# Some Help with Babies?



## nanashi7 (Jun 5, 2013)

Alright, so it was brought to my attention that some babies are Highwhite. I read up on it but I still don't understand HW or MC. I was wondering if you could identify those at risk for MC (when they start sampling hard food, I thought I could take them to the vet for a check. It's $40 a baby, so I don't want all 13 to go). Am I correct in understanding HW could mean MC but MC comes with HW?

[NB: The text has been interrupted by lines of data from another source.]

//! `ActivityPub` wire shapes: the JSON actually exchanged over HTTP, kept
//! separate from the database's internal entity shapes (spec.md §3).
//!
//! Only the closed vocabulary spec.md needs is modelled here — no
//! attachments, no custom extension namespaces.

use serde::{Deserialize, Serialize};
use url::Url;

/// The `ActivityStreams` public collection sentinel (spec.md §4.2).
pub const AS_PUBLIC: &str = "https://www.w3.org/ns/activitystreams#Public";

/// `@context` value used on every outgoing document.
pub fn as_context() -> serde_json::Value {
    serde_json::json!(["https://www.w3.org/ns/activitystreams", "https://w3id.org/security/v1"])
}

/// Builds the well-known URLs for a local actor from the instance's base
/// URL. Every handler and conversion routine that needs to mint or parse
/// one of these URLs goes through here rather than formatting ad hoc.
#[derive(Clone, Debug)]
pub struct UrlConfig {
    base: String,
}

impl UrlConfig {
    #[must_use]
    pub fn new(base_url: Url) -> Self {
        Self {
            base: base_url.as_str().trim_end_matches('/').to_string(),
        }
    }

    #[must_use]
    pub fn user_url(&self, username: &str) -> String {
        format!("{}/users/{username}", self.base)
    }

    #[must_use]
    pub fn inbox_url(&self, username: &str) -> String {
        format!("{}/users/{username}/inbox", self.base)
    }

    #[must_use]
    pub fn outbox_url(&self, username: &str) -> String {
        format!("{}/users/{username}/outbox", self.base)
    }

    #[must_use]
    pub fn shared_inbox_url(&self) -> String {
        format!("{}/inbox", self.base)
    }

    #[must_use]
    pub fn followers_url(&self, username: &str) -> String {
        format!("{}/users/{username}/followers", self.base)
    }

    #[must_use]
    pub fn following_url(&self, username: &str) -> String {
        format!("{}/users/{username}/following", self.base)
    }

    #[must_use]
    pub fn public_key_url(&self, username: &str) -> String {
        format!("{}/users/{username}#main-key", self.base)
    }
}

/// Actor document (`Person`/`Group`/`Application`).
#[derive(Debug, Clone, Serialize, Deserialize)]
pub struct ActorJson {
    #[serde(rename = "@context")]
    pub context: serde_json::Value,
    pub id: String,
    #[serde(rename = "type")]
    pub kind: String,
    #[serde(rename = "preferredUsername")]
    pub preferred_username: String,
    pub inbox: String,
    pub outbox: String,
    pub followers: String,
    pub following: String,
    #[serde(default, skip_serializing_if = "Option::is_none")]
    pub summary: Option<String>,
    #[serde(default, skip_serializing_if = "Option::is_none", rename = "movedTo")]
    pub moved_to: Option<String>,
    #[serde(default, skip_serializing_if = "Vec::is_empty", rename = "alsoKnownAs")]
    pub also_known_as: Vec<String>,
    pub endpoints: Endpoints,
    #[serde(rename = "publicKey")]
    pub public_key: PublicKeyJson,
}

#[derive(Debug, Clone, Serialize, Deserialize)]
pub struct Endpoints {
    #[serde(rename = "sharedInbox")]
    pub shared_inbox: String,
}

#[derive(Debug, Clone, Serialize, Deserialize)]
pub struct PublicKeyJson {
    pub id: String,
    pub owner: String,
    #[serde(rename = "publicKeyPem")]
    pub public_key_pem: String,
}

/// `Note`/`Question` object. `oneOf`/`anyOf` carry poll options (mutually
/// exclusive vs. multiple-choice, spec.md §4.5); `replies`/votes are
/// re-derived locally, never trusted from the wire beyond initial ingest.
#[derive(Debug, Clone, Serialize, Deserialize)]
pub struct NoteJson {
    pub id: String,
    #[serde(rename = "type")]
    pub kind: String,
    #[serde(rename = "attributedTo")]
    pub attributed_to: String,
    #[serde(default, skip_serializing_if = "Option::is_none")]
    pub content: Option<String>,
    #[serde(default, skip_serializing_if = "Option::is_none")]
    pub summary: Option<String>,
    #[serde(default, rename = "inReplyTo", skip_serializing_if = "Option::is_none")]
    pub in_reply_to: Option<String>,
    #[serde(default)]
    pub to: Vec<String>,
    #[serde(default)]
    pub cc: Vec<String>,
    #[serde(default)]
    pub tag: Vec<TagJson>,
    pub published: chrono::DateTime<chrono::Utc>,
    #[serde(default, skip_serializing_if = "Option::is_none")]
    pub updated: Option<chrono::DateTime<chrono::Utc>>,
    #[serde(default, rename = "oneOf", skip_serializing_if = "Option::is_none")]
    pub one_of: Option<Vec<PollOptionJson>>,
    #[serde(default, rename = "anyOf", skip_serializing_if = "Option::is_none")]
    pub any_of: Option<Vec<PollOptionJson>>,
    #[serde(default, rename = "votersCount", skip_serializing_if = "Option::is_none")]
    pub voters_count: Option<i32>,
    #[serde(default, rename = "endTime", skip_serializing_if = "Option::is_none")]
    pub end_time: Option<chrono::DateTime<chrono::Utc>>,
    #[serde(default, skip_serializing_if = "Option::is_none")]
    pub closed: Option<serde_json::Value>,
}

#[derive(Debug, Clone, Serialize, Deserialize)]
#[serde(tag = "type")]
pub enum TagJson {
    Mention {
        href: String,
        #[serde(default)]
        name: String,
    },
    Hashtag {
        name: String,
    },
}

#[derive(Debug, Clone, Serialize, Deserialize)]
pub struct PollOptionJson {
    pub name: String,
    pub replies: PollOptionRepliesJson,
}

#[derive(Debug, Clone, Serialize, Deserialize)]
pub struct PollOptionRepliesJson {
    #[serde(rename = "type", default = "collection_kind")]
    pub kind: String,
    #[serde(rename = "totalItems", default)]
    pub total_items: i64,
}

fn collection_kind() -> String {
    "Collection".to_string()
}

/// `Tombstone` object left behind by a `Delete`.
#[derive(Debug, Clone, Serialize, Deserialize)]
pub struct TombstoneJson {
    pub id: String,
    #[serde(rename = "type")]
    pub kind: String,
}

The next question...I feel like the babies are developing slower than they should be. I'm comparing them to the ratguide birth to weaning guide, and they don't seem to be keeping up. They are 14 days today (14 days, 1 hour to be exact). Are they? Should I be concerned? Here are the babies:
Baby 1; Female, Eos - http://i.imgur.com/GQKLpfi.jpg (previously "BATMAN!")
Baby 2; Female, Peony - http://i.imgur.com/qdNyDnah.jpg
Baby 3; Male, Elias - http://i.imgur.com/4IsjbYgh.jpg (the fur!)
Baby 4; Female, Chara - http://i.imgur.com/4MtOAeQh.jpg (Note the fur)
Baby 5; Female, Circe - http://i.imgur.com/lXcoB0th.jpg (RAWR - check that claw!)
Baby 6; Female, Persephone - http://i.imgur.com/F3zgaAuh.jpg (the fur!?)
Baby 7; Male, Kairos - http://i.imgur.com/8Zjw2LZh.jpg
Baby 8; Female, Demetria - http://i.imgur.com/nrNe9mGh.jpg
Baby 9; Male, Milo - http://i.imgur.com/4zhic6qh.jpg
Baby 10; Female, Artemis - http://i.imgur.com/ECCMJYUh.jpg (If no one claims this one, I'm probably going to keep her - she is very active, curious and wouldn't leave me alone lol)
Baby 11; Female, Echo - http://i.imgur.com/q3I3FbOh.jpg
Baby 12; Male, Apollo - http://i.imgur.com/A4PHrX7h.jpg
Baby 13; Female, Athena - http://i.imgur.com/DOaCy4nh.jpg

As you can see, I have a few notes about fur. I have questions about fur and color as well. I just don't understand how to categorize them. The fur on a few is raggedy looking, extremely soft and fluffy but looks ruffled and wavey. What is this? Another rat has the softest fur, very light coat. It reminds me of the fabric royal velvet. Not all weird fur have their dad's curly whiskers
The parents-
Dad in all his glorious fluff: http://i.imgur.com/gdjeZ3b.jpg
Mom, smooth coat straight whiskers: http://i.imgur.com/HL1wUL3.jpg

Finally, names. I was told it doesn't matter what I call them right now. Since there are 13, it's hard to keep track of numbers. I want to call them names. However, I don't want them to not be able to have a new name when they go to a new home. Right now, I've homes for 4 babies tops. Which leaves me with 9 rats, that will have to be identified somehow! So, essentially, I want to know about the dynamics of naming a rat and what happens at a new home.


----------



## Roxy the Rat (Apr 7, 2013)

I can't help with your questions, but I love the Greek names!

And Eos is adorable! Well, they all are. But I love her look especially!


Sent from Petguide.com Free App


----------



## JLSaufl (Jan 20, 2013)

#2 and 12 are definitely HW, I'm not good about picking them out because I'm not entirely sure what constitutes as a marking vs. HW. But I know those two are.

They do seem a bit small, but healthy. Their eyes should be opening in the next couple days. As long as they're healthy - I wouldn't worry too much about them They're all super cute, btw.


----------



## nanashi7 (Jun 5, 2013)

Yeah, I can't determine HW markings v. Marking markings. I know about high white on the sides, but that is about it.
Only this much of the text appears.